Sunday, November 2, 2014

100 Crushes by Elisha Lim

Butches, sissies, and other gender-fluid folk: Canadian artist Elisha Lim showers love on them all in 100 Crushes. Queer people of colour are individually celebrated and given voice in Lim's single-panel illustrated essays. Simple outline sketch portraits, with added rich colours, are accompanied by hand-lettered text and surrounded with hand-drawn decorative frames.

100 Crushes contains selections from old and new serialized works. Gender expression, sexual orientation and pop culture are explored with dignity and appreciation for the beauty in diversity.

I had never before given much thought to the way the performance of masculinity shifts in relation to ethnicity and cultural backdrop. "100 Butches Number 12" moved to the West and was disconcerted to find that she didn't draw lesbian attention in the way she had in Singapore. Layers of emasculating Chinese stereotypes meant she had to seek out a new style: "I sport fur coats, sunglasses indoors, and bleached tips. Maybe the girls don't get it, but in time they will. Chinese men are sexy!"

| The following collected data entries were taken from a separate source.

use chrono::{DateTime, Utc};
use serde::Serialize;
use crate::echogram::binning::AxisMap;
/// Tick mark handed to the display layer.
#[derive(Clone, Debug, PartialEq, Serialize)]
pub struct AxisTick {
    /// Position along the axis in raster pixels, 0 at the first cell edge.
    pub pixel: f64,
    pub value: f64,
    pub label: String,
}
const TIME_STEPS_SECS: [f64; 16] = [
    1.0, 2.0, 5.0, 10.0, 15.0, 30.0, 60.0, 120.0, 300.0, 600.0, 900.0, 1800.0, 3600.0, 7200.0,
    21600.0, 86400.0,
];
/// 1-2-5 step giving at most `count` intervals over `span`.
pub fn nice_step(span: f64, count: usize) -> f64 {
    if span <= 0.0 || count == 0 {
        return 1.0;
    }
    let raw = span / count as f64;
    let magnitude = 10f64.powf(raw.log10().floor());
    [1.0, 2.0, 5.0, 10.0]
        .into_iter()
        .map(|m| m * magnitude)
        .find(|&s| s >= raw)
        .unwrap_or(10.0 * magnitude)
}
fn ticks_with_step(map: &AxisMap, step: f64, label: impl Fn(f64) -> String) -> Vec<AxisTick> {
    let span = map.span();
    if span <= 0.0 {
        return vec![AxisTick {
            pixel: 0.0,
            value: map.min,
            label: label(map.min),
        }];
    }
    let first = (map.min / step).ceil() as i64;
    let last = (map.max / step).floor() as i64;
    (first..=last)
        .map(|k| {
            let value = k as f64 * step;
            AxisTick {
                pixel: (value - map.min) / span * map.bins as f64,
                value,
                label: label(value),
            }
        })
        .collect()
}
pub fn format_time(secs: f64, with_date: bool) -> String {
    let whole = secs.floor();
    let nanos = ((secs - whole) * 1e9) as u32;
    match DateTime::<Utc>::from_timestamp(whole as i64, nanos) {
        Some(t) if with_date => t.format("%Y-%m-%d %H:%M").to_string(),
        Some(t) => t.format("%H:%M:%S").to_string(),
        None => format!("{secs:.0}"),
    }
}
pub fn time_ticks(map: &AxisMap, count: usize) -> Vec<AxisTick> {
    let raw = map.span() / count.max(1) as f64;
    let step = TIME_STEPS_SECS
        .into_iter()
        .find(|&s| s >= raw)
        .unwrap_or_else(|| (raw / 86400.0).ceil() * 86400.0);
    let with_date = step >= 86400.0;
    ticks_with_step(map, step, |v| format_time(v, with_date))
}
pub fn depth_ticks(map: &AxisMap, count: usize) -> Vec<AxisTick> {
    let step = nice_step(map.span(), count);
    let decimals = if step >= 1.0 { 0 } else { 1 };
    ticks_with_step(map, step, |v| format!("{v:.decimals$} m"))
}
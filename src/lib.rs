// src/lib.rs
pub mod config;
pub mod echogram;
pub mod engine;
pub mod types;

Pee-wee Herman is the subject in one of the panels from "Sweetest Taboo: Memoirs of a Queer Child in the Eighties." As a child, Lim thought his show was terrifying and "wished that he would stop drawing so much attention to difference." Eventually, she recognized his courage and learned to love him for it.

Lim's interview with Rae Spoon (First Spring Grass Fire) is included in the section "They." Spoon says, "A nice life is when people get my pronoun right."

By sharing personal stories, 100 Crushes helps us to get things right.

Readalike: On Loving Women (Diane Obomsawin). BTW, Lim also did the cover art for Ivan Coyote's One in Every Crowd.

Check out Lim's website, where there's good stuff like God Loves Queers and bumblebees. I also like her brief (51 seconds) claymation film on YouTube: 100 Butches #9 Ruby.